In a ‘slip-and-fall’ negligence suit invoking the federal courts’ diversity jurisdiction, the District Court’s dismissal for lack of subject-matter jurisdiction is reversed where plaintiff had not abandoned his Texas domicile while receiving medical care in Puerto Rico, and, that in any event, defendant had reinstated his Texas domicile before suit was filed.

[07/07] Brooks v. Clark County

In a bail enforcement agent’s claim that a courtroom marshal used excessive force, in violation of the Fourth Amendment, when executing a judge’s order to remove a disruptive individual from her courtroom, the District Court’s denial of a motion to dismiss is: 1) affirmed in part as to denial of the marshal’s absolute immunity defense to the bail enforcement agent’s claim for damages; and 2) reversed as to the District Court’s denial of the marshal’s qualified immunity defense.

[07/05] Doe v. Hesketh

In a case brought under Masha?s Law, 18 U.S.C. section 2255, which provides a civil right of action in federal district court to victims of several federal crimes, including sexual exploitation of a child and various child pornography offenses, the District Court’s dismissal of the complaint is reversed where a restitution award for a criminal offense does not bar a later-filed civil claim by a victim under section 2255 based on that same offense.

[07/01] Popescu v. Apple Inc.

In a labor and employment action, alleging that plaintiff employee was wrongfully terminated by his employer, Constellium Rolled Products Ravenswood (Constellium), after defendant Apple convinced Constellium to terminate plaintiff in retaliation for his resistance to allegedly illegal, anti-competitive conduct by Apple, the trial court’s sustainment of defendant’s demurrer is reversed where: 1) the trial court erroneously interpreted Reeves v. Hanlon, 33 Cal. 4th 1140 (2004), as requiring plaintiff to allege or prove Apple interfered with his at-will employment contract with Constellium in order to bring a claim for intentional interference with contractual relations; and 2) plaintiff alleged the required elements of intentional interference with prospective economic advantage by alleging that Apple’s wrongful act interfered with his economic relationship with Constellium.

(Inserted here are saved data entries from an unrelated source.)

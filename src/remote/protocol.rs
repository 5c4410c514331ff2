//! Wire protocol for the remote port
//!
//! One envelope per connection. The encoding is length-prefixed text: a
//! header line carrying the protocol version and the message tag, followed
//! by payload lines where the tag requires them. Strings travel as a
//! decimal byte-length line followed by the raw bytes and a terminating
//! newline, so argument values may contain spaces and newlines; all
//! payloads must be valid UTF-8.
//!
//! The codec performs no semantic validation of payload contents; whether a
//! forwarded argument is an openable file path is the coordinator's concern.

use thiserror::Error;

/// Protocol name and version on every header line. Peers speaking a
/// different version are rejected as malformed rather than guessed at.
pub const PROTOCOL_HEADER: &str = "REFBASE/1";

/// Hard cap on a complete encoded message. Readers must not buffer more
/// than this from an untrusted local peer.
pub const MAX_MESSAGE_BYTES: usize = 1024 * 1024;

/// Maximum number of forwarded command-line arguments.
pub const MAX_ARGS: usize = 1024;

/// Maximum encoded length of a single string payload.
pub const MAX_STRING_BYTES: usize = 8192;

const TAG_SEND_ARGS: &str = "SEND_COMMAND_LINE_ARGUMENTS";
const TAG_PING: &str = "PING";
const TAG_PONG: &str = "PONG";
const TAG_OK: &str = "OK";
const TAG_FOCUS: &str = "FOCUS";

/// Decoding failures. Every variant means the peer sent something this
/// version of the protocol cannot accept; the connection is dropped.
#[derive(Debug, Error, PartialEq, Eq)]
pub enum ProtocolError {
    /// Empty input where a message was expected
    #[error("empty message")]
    Empty,

    /// Header line does not carry the expected protocol name/version
    #[error("unsupported protocol header: {0:?}")]
    UnsupportedHeader(String),

    /// Tag token is not one of the known messages
    #[error("unknown message tag: {0:?}")]
    UnknownTag(String),

    /// Tag mandates a payload but none was supplied
    #[error("missing payload for {0}")]
    MissingPayload(&'static str),

    /// A count or length line is not a decimal number
    #[error("invalid length field: {0:?}")]
    InvalidLength(String),

    /// Declared payload length does not match the supplied data
    #[error("payload length mismatch")]
    LengthMismatch,

    /// Declared count or length exceeds protocol bounds
    #[error("payload exceeds protocol bounds")]
    Oversized,

    /// String payload is not valid UTF-8
    #[error("payload is not valid UTF-8")]
    InvalidUtf8,

    /// Message ended before its declared payload
    #[error("truncated message")]
    Truncated,

    /// Well-formed message followed by extra bytes
    #[error("trailing bytes after message")]
    TrailingData,
}

/// One wire message: a tag plus its typed payload.
#[derive(Debug, Clone, PartialEq, Eq)]
pub enum Envelope {
    /// Forward the launching process's argv to the primary instance
    SendCommandLineArguments(Vec<String>),

    /// Ask the listener to identify itself
    Ping,

    /// Reply to [`Envelope::Ping`] carrying the instance identifier
    Pong(String),

    /// Acknowledge a request that carries no reply data
    Ok,

    /// Ask the primary instance to raise its main window
    Focus,
}

impl Envelope {
    /// Wire tag for this message
    pub fn tag(&self) -> &'static str {
        match self {
            Self::SendCommandLineArguments(_) => TAG_SEND_ARGS,
            Self::Ping => TAG_PING,
            Self::Pong(_) => TAG_PONG,
            Self::Ok => TAG_OK,
            Self::Focus => TAG_FOCUS,
        }
    }

    /// Encode into a complete wire message.
    ///
    /// The same payload bounds apply on both sides of the wire: an envelope
    /// the peer would reject as [`ProtocolError::Oversized`] fails here
    /// instead of producing bytes that are silently dropped remotely.
    pub fn encode(&self) -> Result<Vec<u8>, ProtocolError> {
        match self {
            Self::SendCommandLineArguments(args) => {
                if args.len() > MAX_ARGS
                    || args.iter().any(|arg| arg.len() > MAX_STRING_BYTES)
                {
                    return Err(ProtocolError::Oversized);
                }
            }
            Self::Pong(id) if id.len() > MAX_STRING_BYTES => {
                return Err(ProtocolError::Oversized);
            }
            _ => {}
        }

        let mut out = Vec::new();
        out.extend_from_slice(PROTOCOL_HEADER.as_bytes());
        out.push(b' ');
        out.extend_from_slice(self.tag().as_bytes());
        out.push(b'\n');

        match self {
            Self::SendCommandLineArguments(args) => {
                out.extend_from_slice(args.len().to_string().as_bytes());
                out.push(b'\n');
                for arg in args {
                    push_string(&mut out, arg);
                }
            }
            Self::Pong(id) => push_string(&mut out, id),
            Self::Ping | Self::Ok | Self::Focus => {}
        }

        Ok(out)
    }

    /// Decode a complete wire message. The entire input must be consumed;
    /// trailing bytes are rejected.
    pub fn decode(bytes: &[u8]) -> Result<Self, ProtocolError> {
        if bytes.is_empty() {
            return Err(ProtocolError::Empty);
        }

        let mut cursor = Cursor::new(bytes);
        let header = cursor.read_line()?;
        let header = std::str::from_utf8(header).map_err(|_| ProtocolError::InvalidUtf8)?;

        let (version, tag) = header
            .split_once(' ')
            .ok_or_else(|| ProtocolError::UnsupportedHeader(header.to_string()))?;
        if version != PROTOCOL_HEADER {
            return Err(ProtocolError::UnsupportedHeader(version.to_string()));
        }

        let envelope = match tag {
            TAG_SEND_ARGS => {
                if cursor.is_empty() {
                    return Err(ProtocolError::MissingPayload(TAG_SEND_ARGS));
                }
                let count = cursor.read_length_line(MAX_ARGS)?;
                let mut args = Vec::with_capacity(count);
                for _ in 0..count {
                    args.push(cursor.read_string()?);
                }
                Self::SendCommandLineArguments(args)
            }
            TAG_PING => Self::Ping,
            TAG_PONG => {
                if cursor.is_empty() {
                    return Err(ProtocolError::MissingPayload(TAG_PONG));
                }
                Self::Pong(cursor.read_string()?)
            }
            TAG_OK => Self::Ok,
            TAG_FOCUS => Self::Focus,
            other => return Err(ProtocolError::UnknownTag(other.to_string())),
        };

        if !cursor.is_empty() {
            return Err(ProtocolError::TrailingData);
        }

        Ok(envelope)
    }
}

/// Read one complete message from a half-closed stream.
///
/// The sender shuts down its write side after the request, so end-of-message
/// is end-of-stream. The read is bounded by [`MAX_MESSAGE_BYTES`]; a peer
/// that keeps sending past the cap gets an `InvalidData` error instead of
/// growing our buffer.
pub async fn read_message<R>(reader: &mut R) -> std::io::Result<Vec<u8>>
where
    R: tokio::io::AsyncRead + Unpin,
{
    use tokio::io::AsyncReadExt;

    let mut buf = Vec::new();
    let mut bounded = reader.take(MAX_MESSAGE_BYTES as u64 + 1);
    bounded.read_to_end(&mut buf).await?;
    if buf.len() > MAX_MESSAGE_BYTES {
        return Err(std::io::Error::new(
            std::io::ErrorKind::InvalidData,
            "message exceeds protocol bounds",
        ));
    }
    Ok(buf)
}

fn push_string(out: &mut Vec<u8>, s: &str) {
    out.extend_from_slice(s.len().to_string().as_bytes());
    out.push(b'\n');
    out.extend_from_slice(s.as_bytes());
    out.push(b'\n');
}

/// Positional reader over a complete received message
struct Cursor<'a> {
    buf: &'a [u8],
}

impl<'a> Cursor<'a> {
    fn new(buf: &'a [u8]) -> Self {
        Self { buf }
    }

    fn is_empty(&self) -> bool {
        self.buf.is_empty()
    }

    /// Next line without its terminating newline
    fn read_line(&mut self) -> Result<&'a [u8], ProtocolError> {
        let end = self
            .buf
            .iter()
            .position(|&b| b == b'\n')
            .ok_or(ProtocolError::Truncated)?;
        let line = &self.buf[..end];
        self.buf = &self.buf[end + 1..];
        Ok(line)
    }

    /// Decimal count/length line, bounded before any allocation happens
    fn read_length_line(&mut self, max: usize) -> Result<usize, ProtocolError> {
        let line = self.read_line()?;
        let text = std::str::from_utf8(line).map_err(|_| ProtocolError::InvalidUtf8)?;
        let value: usize = text
            .parse()
            .map_err(|_| ProtocolError::InvalidLength(text.to_string()))?;
        if value > max {
            return Err(ProtocolError::Oversized);
        }
        Ok(value)
    }

    /// Length-prefixed string: `<len>\n<bytes>\n`
    fn read_string(&mut self) -> Result<String, ProtocolError> {
        let len = self.read_length_line(MAX_STRING_BYTES)?;
        if self.buf.len() < len + 1 {
            return Err(ProtocolError::Truncated);
        }
        let (data, rest) = self.buf.split_at(len);
        if rest[0] != b'\n' {
            return Err(ProtocolError::LengthMismatch);
        }
        self.buf = &rest[1..];
        std::str::from_utf8(data)
            .map(str::to_owned)
            .map_err(|_| ProtocolError::InvalidUtf8)
    }
}

#[cfg(test)]
mod tests {
    use super::*;
    use proptest::prelude::*;

    fn roundtrip(envelope: Envelope) {
        let bytes = envelope.encode().expect("round-trip encode");
        let decoded = Envelope::decode(&bytes).expect("round-trip decode");
        assert_eq!(decoded, envelope);
    }

    #[test]
    fn test_roundtrip_no_payload_tags() {
        roundtrip(Envelope::Ping);
        roundtrip(Envelope::Ok);
        roundtrip(Envelope::Focus);
    }

    #[test]
    fn test_roundtrip_pong() {
        roundtrip(Envelope::Pong("instance-a".to_string()));
        roundtrip(Envelope::Pong(String::new()));
    }

    #[test]
    fn test_roundtrip_arguments() {
        roundtrip(Envelope::SendCommandLineArguments(vec![]));
        roundtrip(Envelope::SendCommandLineArguments(vec![
            "paper1.bib".to_string(),
            "path with spaces/notes.bib".to_string(),
            "newline\nin\npath".to_string(),
        ]));
    }

    #[test]
    fn test_wire_shape() {
        let bytes = Envelope::Ping.encode().unwrap();
        assert_eq!(bytes, b"REFBASE/1 PING\n");

        let bytes = Envelope::SendCommandLineArguments(vec!["a.bib".to_string()])
            .encode()
            .unwrap();
        assert_eq!(
            bytes,
            b"REFBASE/1 SEND_COMMAND_LINE_ARGUMENTS\n1\n5\na.bib\n"
        );
    }

    #[test]
    fn test_encode_enforces_decode_bounds() {
        // Payloads the receiving side would reject never make it onto the
        // wire in the first place
        let arg = "x".repeat(MAX_STRING_BYTES + 1);
        assert_eq!(
            Envelope::SendCommandLineArguments(vec![arg]).encode(),
            Err(ProtocolError::Oversized)
        );

        let args = vec!["a.bib".to_string(); MAX_ARGS + 1];
        assert_eq!(
            Envelope::SendCommandLineArguments(args).encode(),
            Err(ProtocolError::Oversized)
        );

        assert_eq!(
            Envelope::Pong("x".repeat(MAX_STRING_BYTES + 1)).encode(),
            Err(ProtocolError::Oversized)
        );
    }

    #[test]
    fn test_encode_accepts_payloads_at_the_bounds() {
        roundtrip(Envelope::SendCommandLineArguments(vec![
            "x".repeat(MAX_STRING_BYTES),
        ]));
        roundtrip(Envelope::Pong("x".repeat(MAX_STRING_BYTES)));
    }

    #[test]
    fn test_decode_empty() {
        assert_eq!(Envelope::decode(b""), Err(ProtocolError::Empty));
    }

    #[test]
    fn test_decode_unknown_tag() {
        let err = Envelope::decode(b"REFBASE/1 SHUTDOWN\n").unwrap_err();
        assert!(matches!(err, ProtocolError::UnknownTag(_)));
    }

    #[test]
    fn test_decode_bad_header() {
        let err = Envelope::decode(b"REFBASE/2 PING\n").unwrap_err();
        assert!(matches!(err, ProtocolError::UnsupportedHeader(_)));

        let err = Envelope::decode(b"PING\n").unwrap_err();
        assert!(matches!(err, ProtocolError::UnsupportedHeader(_)));
    }

    #[test]
    fn test_decode_missing_payload() {
        assert_eq!(
            Envelope::decode(b"REFBASE/1 PONG\n"),
            Err(ProtocolError::MissingPayload("PONG"))
        );
        assert_eq!(
            Envelope::decode(b"REFBASE/1 SEND_COMMAND_LINE_ARGUMENTS\n"),
            Err(ProtocolError::MissingPayload("SEND_COMMAND_LINE_ARGUMENTS"))
        );
    }

    #[test]
    fn test_decode_length_mismatch() {
        // declared 10 bytes, supplied 5
        assert_eq!(
            Envelope::decode(b"REFBASE/1 PONG\n10\nhello\n"),
            Err(ProtocolError::Truncated)
        );
        // declared 3 bytes, supplied 5
        assert_eq!(
            Envelope::decode(b"REFBASE/1 PONG\n3\nhello\n"),
            Err(ProtocolError::LengthMismatch)
        );
    }

    #[test]
    fn test_decode_trailing_data() {
        assert_eq!(
            Envelope::decode(b"REFBASE/1 PING\nextra\n"),
            Err(ProtocolError::TrailingData)
        );
    }

    #[test]
    fn test_decode_oversized_declared_count() {
        // Oversized declarations are rejected before any allocation
        let msg = format!("REFBASE/1 SEND_COMMAND_LINE_ARGUMENTS\n{}\n", usize::MAX);
        assert_eq!(
            Envelope::decode(msg.as_bytes()),
            Err(ProtocolError::Oversized)
        );

        let msg = format!("REFBASE/1 PONG\n{}\n", MAX_STRING_BYTES + 1);
        assert_eq!(
            Envelope::decode(msg.as_bytes()),
            Err(ProtocolError::Oversized)
        );
    }

    #[test]
    fn test_decode_invalid_length_field() {
        let err = Envelope::decode(b"REFBASE/1 PONG\nabc\nxyz\n").unwrap_err();
        assert!(matches!(err, ProtocolError::InvalidLength(_)));
    }

    #[test]
    fn test_decode_invalid_utf8() {
        assert_eq!(
            Envelope::decode(b"REFBASE/1 PONG\n2\n\xff\xfe\n"),
            Err(ProtocolError::InvalidUtf8)
        );
    }

    #[test]
    fn test_decode_truncated_never_panics() {
        // Every prefix of a valid message decodes to an error, not a panic
        let full = Envelope::SendCommandLineArguments(vec![
            "paper1.bib".to_string(),
            "paper2.bib".to_string(),
        ])
        .encode()
        .unwrap();
        for cut in 0..full.len() {
            assert!(Envelope::decode(&full[..cut]).is_err());
        }
    }

    proptest! {
        #[test]
        fn prop_roundtrip_arguments(args in proptest::collection::vec(".{0,64}", 0..16)) {
            roundtrip(Envelope::SendCommandLineArguments(args));
        }

        #[test]
        fn prop_roundtrip_pong(id in ".{0,64}") {
            roundtrip(Envelope::Pong(id));
        }

        #[test]
        fn prop_garbage_never_panics(bytes in proptest::collection::vec(any::<u8>(), 0..512)) {
            // Decoding arbitrary bytes must fail cleanly or produce a message
            let _ = Envelope::decode(&bytes);
        }
    }
}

[07/01] Brooks v. Mercy Hospital

In a civil procedure action, brought by a state inmate contending that defendant negligently overmedicated him and provided substandard medical care, the trial court’s grant of defendant’s demurrer on statute of limitation grounds is reversed where Grasso v. McDonough Power Equipment, Inc., 264 Cal.App. 2d 597 (1968) dispositively holds that state inmates serving life sentences with the possibility of parole are eligible for a two-year tolling provision set forth in Code of Civil Procedure section 352.1.

[06/28] Paret-Ruiz v. US

In a civil action, following the reversal of plaintiff’s prison sentence for drug conspiracy after four years imprisonment, the district court’s judgment following a bench trial is affirmed where: 1) plaintiff did not submit a timely claim at his earlier forfeiture proceeding, barring his Federal Torts Claim Act claim; 2) plaintiff’s constitutional takings claim is barred by his failure to comply with 18 U.S.C. section 983 ; and 3) plaintiff failed to prove the malice element of malicious prosecution required under Puerto Rico law.

[06/23] Ramos v. Brenntag Specialties, Inc.

In a suit brought by a metal foundry worker who developed interstitial pulmonary fibrosis against a variety of companies that supplied products for use in the foundry’s manufacturing process, asserting that the suppliers’ products, when used in their intended fashion, produced harmful fumes and dust that were a substantial cause of his pulmonary illness, the Court of Appeals’ reversal of the trial court’s grant of defendant’s demurrer is affirmed where the protection afforded to defendants by the component parts doctrine does not apply when the product supplied has not been incorporated into a different finished or end product but instead, as here, itself allegedly causes injury when used in the manner intended by the product supplier.